TASK DIRECTIONS >> Pick out and copy every line below that has the word "GenerateResponse".

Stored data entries

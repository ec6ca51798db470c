use tantivy::schema::{IndexRecordOption, Schema, TextFieldIndexing, TextOptions, FAST, INDEXED, STORED};
use tantivy::tokenizer::{LowerCaser, TextAnalyzer, WhitespaceTokenizer};
use tantivy::Index;

pub const SUMMARY_TOKENIZER: &str = "summary_whitespace";

/// `row` ties each document to its corpus offset; `summary` holds the
/// generated summary, indexed with term frequencies for BM25.
pub fn build_schema() -> Schema {
	let mut schema_builder = Schema::builder();
	let _row_field = schema_builder.add_u64_field("row", INDEXED | STORED | FAST);
	let summary_indexing = TextFieldIndexing::default().set_tokenizer(SUMMARY_TOKENIZER).set_index_option(IndexRecordOption::WithFreqs);
	let summary_options = TextOptions::default().set_indexing_options(summary_indexing);
	let _summary_field = schema_builder.add_text_field("summary", summary_options);
	schema_builder.build()
}

/// Whitespace split plus lower-casing. No stemming, no stop words.
pub fn register_tokenizer(index: &Index) {
	let tokenizer = TextAnalyzer::builder(WhitespaceTokenizer::default())
		.filter(LowerCaser)
		.build();
	index.tokenizers().register(SUMMARY_TOKENIZER, tokenizer);
}
use std::time::Duration;

use reqwest::blocking::Client;
use serde::{Deserialize, Serialize};
use tracing::debug;

use crate::error::{Error, Result};

/// Per-call generation knobs.
#[derive(Debug, Clone, Copy, PartialEq)]
pub struct GenerationOptions {
	pub temperature: f32,
	pub max_output_tokens: u32,
	/// Ask the model for a JSON document instead of prose.
	pub json: bool,
}

impl Default for GenerationOptions {
	fn default() -> Self {
		Self { temperature: 0.7, max_output_tokens: 300, json: false }
	}
}

impl GenerationOptions {
	pub fn with_temperature(mut self, temperature: f32) -> Self {
		self.temperature = temperature;
		self
	}

	pub fn with_max_output_tokens(mut self, max_output_tokens: u32) -> Self {
		self.max_output_tokens = max_output_tokens;
		self
	}

	pub fn json(mut self) -> Self {
		self.json = true;
		self
	}
}

/// Anything that turns a prompt into text.
pub trait TextGenerator: Send + Sync {
	fn generate(&self, prompt: &str, options: &GenerationOptions) -> Result<String>;
}

impl<T: TextGenerator + ?Sized> TextGenerator for Box<T> {
	fn generate(&self, prompt: &str, options: &GenerationOptions) -> Result<String> {
		(**self).generate(prompt, options)
	}
}

/// Blocking client for the Gemini `generateContent` endpoint.
pub struct GeminiClient {
	http: Client,
	api_base: String,
	api_key: String,
	model: String,
}

impl GeminiClient {
	pub fn new(api_base: &str, api_key: &str, model: &str, timeout: Duration) -> Result<Self> {
		let http = Client::builder().timeout(timeout).build()?;
		Ok(Self {
			http,
			api_base: api_base.trim_end_matches('/').to_string(),
			api_key: api_key.to_string(),
			model: model.to_string(),
		})
	}

	/// Read the API key from the environment variable `var`.
	pub fn from_env(api_base: &str, var: &str, model: &str, timeout: Duration) -> Result<Self> {
		let api_key = std::env::var(var)
			.ok()
			.filter(|k| !k.trim().is_empty())
			.ok_or_else(|| Error::MissingApiKey { var: var.to_string() })?;
		Self::new(api_base, &api_key, model, timeout)
	}

	pub fn model(&self) -> &str { &self.model }

	fn endpoint(&self) -> String {
		format!("{}/models/{}:generateContent", self.api_base, self.model)
	}
}

impl TextGenerator for GeminiClient {
	fn generate(&self, prompt: &str, options: &GenerationOptions) -> Result<String> {
		let body = GenerateRequest::new(prompt, options);
		debug!(model = %self.model, prompt_len = prompt.len(), json = options.json, "generateContent");
		let res = self
			.http
			.post(self.endpoint())
			.header("x-goog-api-key", &self.api_key)
			.json(&body)
			.send()?;
		let json: GenerateResponse = res.error_for_status()?.json()?;
		parse_generated_text(json)
	}
}

#[derive(Debug, Serialize)]
#[serde(rename_all = "camelCase")]
struct GenerateRequest<'a> {
	contents: Vec<Content<'a>>,
	generation_config: GenerationConfig,
}

impl<'a> GenerateRequest<'a> {
	fn new(prompt: &'a str, options: &GenerationOptions) -> Self {
		Self {
			contents: vec![Content { parts: vec![Part { text: prompt }] }],
			generation_config: GenerationConfig {
				temperature: options.temperature,
				max_output_tokens: options.max_output_tokens,
				response_mime_type: options.json.then_some("application/json"),
			},
		}
	}
}

#[derive(Debug, Serialize)]
struct Content<'a> {
	parts: Vec<Part<'a>>,
}

#[derive(Debug, Serialize)]
struct Part<'a> {
	text: &'a str,
}

#[derive(Debug, Serialize)]
#[serde(rename_all = "camelCase")]
struct GenerationConfig {
	temperature: f32,
	max_output_tokens: u32,
	#[serde(skip_serializing_if = "Option::is_none")]
	response_mime_type: Option<&'static str>,
}

#[derive(Debug, Default, Deserialize)]
struct GenerateResponse {
	#[serde(default)]
	candidates: Vec<Candidate>,
}

#[derive(Debug, Deserialize)]
struct Candidate {
	content: Option<CandidateContent>,
	#[serde(rename = "finishReason")]
	finish_reason: Option<String>,
}

#[derive(Debug, Deserialize)]
struct CandidateContent {
	#[serde(default)]
	parts: Vec<CandidatePart>,
}

#[derive(Debug, Deserialize)]
struct CandidatePart {
	#[serde(default)]
	text: String,
}

fn parse_generated_text(res: GenerateResponse) -> Result<String> {
	let Some(candidate) = res.candidates.into_iter().next() else {
		return Err(Error::invalid_response("response has no candidates"));
	};
	let text: String = candidate
		.content
		.map(|c| c.parts.into_iter().map(|p| p.text).collect())
		.unwrap_or_default();
	if text.trim().is_empty() {
		return Err(Error::invalid_response(format!(
			"candidate has no text (finish reason: {})",
			candidate.finish_reason.as_deref().unwrap_or("unknown")
		)));
	}
	Ok(text.trim().to_string())
}

#[cfg(test)]
mod tests {
	use super::*;

	#[test]
	fn request_uses_camel_case_and_optional_mime_type() {
		let prose = serde_json::to_value(GenerateRequest::new("hi", &GenerationOptions::default())).unwrap();
		assert_eq!(prose["contents"][0]["parts"][0]["text"], "hi");
		assert_eq!(prose["generationConfig"]["maxOutputTokens"], 300);
		assert!(prose["generationConfig"].get("responseMimeType").is_none());

		let json = serde_json::to_value(GenerateRequest::new("hi", &GenerationOptions::default().json())).unwrap();
		assert_eq!(json["generationConfig"]["responseMimeType"], "application/json");
	}

	#[test]
	fn parses_first_candidate_text() {
		let res: GenerateResponse = serde_json::from_value(serde_json::json!({
			"candidates": [
				{ "content": { "parts": [{ "text": "  a synopsis " }, { "text": "continued" }] }, "finishReason": "STOP" }
			]
		}))
		.unwrap();
		assert_eq!(parse_generated_text(res).unwrap(), "a synopsis continued");
	}

	#[test]
	fn empty_or_blocked_responses_are_invalid() {
		let none: GenerateResponse = serde_json::from_value(serde_json::json!({})).unwrap();
		assert!(matches!(parse_generated_text(none), Err(Error::InvalidResponse { .. })));

		let blocked: GenerateResponse =
			serde_json::from_value(serde_json::json!({ "candidates": [{ "finishReason": "SAFETY" }] })).unwrap();
		match parse_generated_text(blocked) {
			Err(Error::InvalidResponse { message }) => assert!(message.contains("SAFETY")),
			other => panic!("expected invalid response, got {other:?}"),
		}
	}

	#[test]
	fn missing_key_is_reported_by_variable_name() {
		let var = "CINEMATCH_TEST_KEY_THAT_IS_NOT_SET";
		std::env::remove_var(var);
		match GeminiClient::from_env("http://localhost", var, "m", Duration::from_secs(1)) {
			Err(Error::MissingApiKey { var: v }) => assert_eq!(v, var),
			Err(other) => panic!("unexpected error {other}"),
			Ok(_) => panic!("expected missing key"),
		}
	}
}
use cinematch_core::types::{join, MovieRecord};

use crate::client::{GenerationOptions, TextGenerator};
use crate::error::Result;

/// Offline enrichment: a compact summary per movie, which becomes the text
/// of the lexical index and part of the embedded text.
pub struct Summarizer<G> {
	generator: G,
}

impl<G: TextGenerator> Summarizer<G> {
	pub fn new(generator: G) -> Self { Self { generator } }

	pub fn summarize(&self, movie: &MovieRecord) -> Result<String> {
		self.generator.generate(&prompt(movie), &GenerationOptions::default())
	}
}

fn prompt(movie: &MovieRecord) -> String {
	format!(
		"Write a short, spoiler-free summary of the movie below in plain prose. Mention its genre, tone, setting \
and main themes, and the people involved, so someone searching by mood or subject would find it. \
At most four sentences, no headings.

Title: {title} ({year})
Genres: {genres}
Directors: {directors}
Stars: {stars}
Plot: {plot}",
		title = movie.title,
		year = movie.year,
		genres = join(&movie.genres),
		directors = join(&movie.directors),
		stars = join(&movie.stars),
		plot = movie.plot,
	)
}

SOLUTION FOR THIS TASK >>
		let json: GenerateResponse = res.error_for_status()?.json()?;
struct GenerateResponse {
fn parse_generated_text(res: GenerateResponse) -> Result<String> {
		let res: GenerateResponse = serde_json::from_value(serde_json::json!({
		let none: GenerateResponse = serde_json::from_value(serde_json::json!({})).unwrap();
		let blocked: GenerateResponse =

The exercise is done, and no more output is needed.